How do you think HPC is likely to change bioinformatics over the next decade?
Modern society is facing some major challenges in the 21st century. These include the improvement of health, the sustainable production of food and energy, and the protection of our environment. The life sciences have a major role to play in all these areas and bioinformatics, enabled by HPC, is a key to finding solutions. For instance, increasingly affordable genome sequencing and ‘omics’ technologies drive new developments in bioinformatics and computational systems biology, with applications ranging from personalized medicine to the development of improved crops for food and green energy production.
Finally, what topics are you most excited to learn more about at ISC'14?
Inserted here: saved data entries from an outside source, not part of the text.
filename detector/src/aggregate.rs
use std::sync::atomic::{AtomicU64, Ordering};
use std::time::Duration;

/// Counters shared by every worker.
///
/// Updates use relaxed atomics; the driver reads them only after joining
/// all workers, and the join orders every prior update before the read.
#[derive(Debug, Default)]
pub struct Aggregate {
    motion_frames: AtomicU64,
    frames_processed: AtomicU64,
}

impl Aggregate {
    pub fn record_frame(&self, motion: bool) {
        self.frames_processed.fetch_add(1, Ordering::Relaxed);
        if motion {
            self.motion_frames.fetch_add(1, Ordering::Relaxed);
        }
    }

    pub fn motion_frames(&self) -> u64 {
        self.motion_frames.load(Ordering::Relaxed)
    }

    pub fn frames_processed(&self) -> u64 {
        self.frames_processed.load(Ordering::Relaxed)
    }
}

/// Summed per-frame processing time.
#[derive(Debug, Default, Clone, Copy, PartialEq)]
pub struct LatencyStats {
    pub total: Duration,
    pub samples: u64,
}

impl LatencyStats {
    pub fn record(&mut self, elapsed: Duration) {
        self.total += elapsed;
        self.samples += 1;
    }

    pub fn merge(&mut self, other: &LatencyStats) {
        self.total += other.total;
        self.samples += other.samples;
    }

    pub fn average(&self) -> Option<Duration> {
        if self.samples == 0 {
            return None;
        }
        let nanos = self.total.as_nanos() / u128::from(self.samples);
        Some(Duration::from_nanos(nanos as u64))
    }
}

/// What one worker did over its lifetime, returned from its thread.
#[derive(Debug, Default, Clone, Copy)]
pub struct WorkerSummary {
    pub frames: u64,
    pub motion_frames: u64,
    pub latency: LatencyStats,
}

impl WorkerSummary {
    /// Combine the summaries of joined workers.
    pub fn merge_all<'a>(summaries: impl IntoIterator<Item = &'a WorkerSummary>) -> WorkerSummary {
        summaries
            .into_iter()
            .fold(WorkerSummary::default(), |mut acc, s| {
                acc.frames += s.frames;
                acc.motion_frames += s.motion_frames;
                acc.latency.merge(&s.latency);
                acc
            })
    }
}
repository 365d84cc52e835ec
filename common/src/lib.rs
pub mod config;
pub mod frame;
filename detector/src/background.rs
use motion_common::config::KernelWorkers;
use motion_common::frame::{Frame, FrameKind};

use crate::kernels::{grayscale, smoothed};

/// Grayscale, smoothed reference frame every candidate is compared against.
///
/// Built once from the first frame of the stream before any worker starts,
/// then only ever read.
#[derive(Debug)]
pub struct BackgroundModel {
    frame: Frame,
}

impl BackgroundModel {
    /// Run the first two stages over `first`.
    pub fn build(first: &Frame, workers: &KernelWorkers) -> Self {
        let gray = grayscale(first, workers.grayscale);
        Self {
            frame: smoothed(&gray, workers.smooth),
        }
    }

    pub fn frame(&self) -> &Frame {
        &self.frame
    }

    pub fn resolution(&self) -> (usize, usize) {
        self.frame.resolution()
    }

    /// True if `raw` can be compared against this background.
    pub fn accepts(&self, raw: &Frame) -> bool {
        raw.kind() == FrameKind::Raw && raw.resolution() == self.resolution()
    }
}

#[cfg(test)]
mod tests {
    use super::*;

    #[test]
    fn background_is_gray_and_smoothed() {
        let mut data = Vec::new();
        for i in 0..9u8 {
            data.extend_from_slice(&[i * 10, i * 10, i * 10]);
        }
        let first = Frame::raw(3, 3, data).unwrap();
        let model = BackgroundModel::build(&first, &KernelWorkers::default());

        assert_eq!(model.frame().kind(), FrameKind::Gray);
        assert_eq!(model.resolution(), (3, 3));
        // centre pixel is the mean of 0..=80 step 10
        assert_eq!(model.frame().pixel(1, 1), &[40]);
    }

    #[test]
    fn nested_parallelism_builds_identical_model() {
        let data: Vec<u8> = (0..40 * 30 * 3).map(|i| (i * 13 % 256) as u8).collect();
        let first = Frame::raw(40, 30, data).unwrap();
        let sequential = BackgroundModel::build(&first, &KernelWorkers::default());
        let parallel = BackgroundModel::build(
            &first,
            &KernelWorkers {
                grayscale: 4,
                smooth: 3,
                diff: 2,
            },
        );
        assert_eq!(sequential.frame(), parallel.frame());
    }

    #[test]
    fn accepts_only_matching_raw_frames() {
        let model = BackgroundModel::build(&Frame::filled_raw(4, 6, [1, 2, 3]), &KernelWorkers::default());
        assert!(model.accepts(&Frame::filled_raw(4, 6, [9, 9, 9])));
        assert!(!model.accepts(&Frame::filled_raw(6, 4, [9, 9, 9])));
        assert!(!model.accepts(&Frame::zeroed_gray(4, 6)));
    }
}
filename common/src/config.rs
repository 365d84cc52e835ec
use serde::Deserialize;
use std::path::Path;
use tracing::debug;

#[derive(Debug, Clone, Default, Deserialize)]
pub struct Config {
    #[serde(default)]
    pub detection: DetectionConfig,
    #[serde(default)]
    pub pipeline: PipelineConfig,
    #[serde(default)]
    pub logging: LoggingConfig,
}

/// Thresholds handed to the difference kernel.
#[derive(Debug, Clone, Copy, PartialEq, Deserialize)]
pub struct DetectionConfig {
    /// A pixel differs when `|frame - background| > min_diff`.
    #[serde(default = "default_min_diff")]
    pub min_diff: u8,
    /// A frame shows motion when more than this fraction of pixels differ.
    #[serde(default = "default_perc")]
    pub perc: f64,
}

#[derive(Debug, Clone, Deserialize)]
pub struct PipelineConfig {
    /// Size of the worker pool.
    #[serde(default = "default_workers")]
    pub workers: usize,
    /// Helper threads per grayscale conversion. Values <= 0 mean sequential.
    #[serde(default = "default_kernel_workers")]
    pub grayscale_workers: i64,
    /// Helper threads per smoothing pass.
    #[serde(default = "default_kernel_workers")]
    pub smooth_workers: i64,
    /// Helper threads per difference count.
    #[serde(default = "default_kernel_workers")]
    pub diff_workers: i64,
    /// Maximum frames waiting in the work queue; 0 means unbounded.
    #[serde(default)]
    pub queue_capacity: usize,
    #[serde(default = "default_measure_latency")]
    pub measure_latency: bool,
}

#[derive(Debug, Clone, Deserialize)]
pub struct LoggingConfig {
    #[serde(default = "default_log_level")]
    pub level: String,
}

impl Default for DetectionConfig {
    fn default() -> Self {
        Self {
            min_diff: default_min_diff(),
            perc: default_perc(),
        }
    }
}

impl Default for PipelineConfig {
    fn default() -> Self {
        Self {
            workers: default_workers(),
            grayscale_workers: default_kernel_workers(),
            smooth_workers: default_kernel_workers(),
            diff_workers: default_kernel_workers(),
            queue_capacity: 0,
            measure_latency: default_measure_latency(),
        }
    }
}

impl Default for LoggingConfig {
    fn default() -> Self {
        Self {
            level: default_log_level(),
        }
    }
}

impl PipelineConfig {
    /// Per-kernel helper thread counts, with non-positive values mapped to 1.
    pub fn kernel_workers(&self) -> KernelWorkers {
        KernelWorkers {
            grayscale: normalize_degree(self.grayscale_workers),
            smooth: normalize_degree(self.smooth_workers),
            diff: normalize_degree(self.diff_workers),
        }
    }
}

/// Nested parallelism degree for each stage kernel. Always >= 1.
#[derive(Debug, Clone, Copy, PartialEq, Eq)]
pub struct KernelWorkers {
    pub grayscale: usize,
    pub smooth: usize,
    pub diff: usize,
}

impl Default for KernelWorkers {
    fn default() -> Self {
        Self {
            grayscale: 1,
            smooth: 1,
            diff: 1,
        }
    }
}

/// Map a user-supplied degree to a thread count: anything below 1 is 1.
pub fn normalize_degree(degree: i64) -> usize {
    if degree <= 1 {
        1
    } else {
        degree as usize
    }
}

impl Config {
    pub fn load(path: &Path) -> Result<Self, ConfigError> {
        let content = std::fs::read_to_string(path)
            .map_err(|e| ConfigError::ReadFile(path.display().to_string(), e))?;
        let config: Config =
            toml::from_str(&content).map_err(|e| ConfigError::Parse(e.to_string()))?;
        config.validate()?;
        debug!(path = %path.display(), "loaded config");
        Ok(config)
    }

    pub fn validate(&self) -> Result<(), ConfigError> {
        let perc = self.detection.perc;
        if !(0.0..=1.0).contains(&perc) {
            return Err(ConfigError::Invalid(format!(
                "detection.perc must be within [0, 1], got {perc}"
            )));
        }
        if self.pipeline.workers == 0 {
            return Err(ConfigError::Invalid(
                "pipeline.workers must be at least 1".into(),
            ));
        }
        Ok(())
    }
}

#[derive(Debug, thiserror::Error)]
pub enum ConfigError {
    #[error("failed to read config file {0}: {1}")]
    ReadFile(String, std::io::Error),
    #[error("failed to parse config: {0}")]
    Parse(String),
    #[error("invalid config: {0}")]
    Invalid(String),
}

// Default value functions
fn default_min_diff() -> u8 {
    10
}
fn default_perc() -> f64 {
    0.05
}
fn default_workers() -> usize {
    std::thread::available_parallelism()
        .map(|n| n.get())
        .unwrap_or(4)
}
fn default_kernel_workers() -> i64 {
    1
}
fn default_measure_latency() -> bool {
    true
}
fn default_log_level() -> String {
    "info".into()
}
The two sessions which I am most interested in are ‘Supercomputing solving real life problems’ and The Human Brain Project. As I am much focused on solving real life problems, I am keen to see where and how scientists are applying HPC to come up with innovative approaches to address meaningful challenges. Furthermore, The Human Brain Project is of particular interest to the life sciences, as it integrates levels of complexity spanning molecular, structural, and functional levels of the brain. At the same time, The Human Brain Project will also help drive new developments in HPC to cope with the demands of such a project.
ISC'14 will be held in Leipzig, Germany, from 22-26 June, 2014.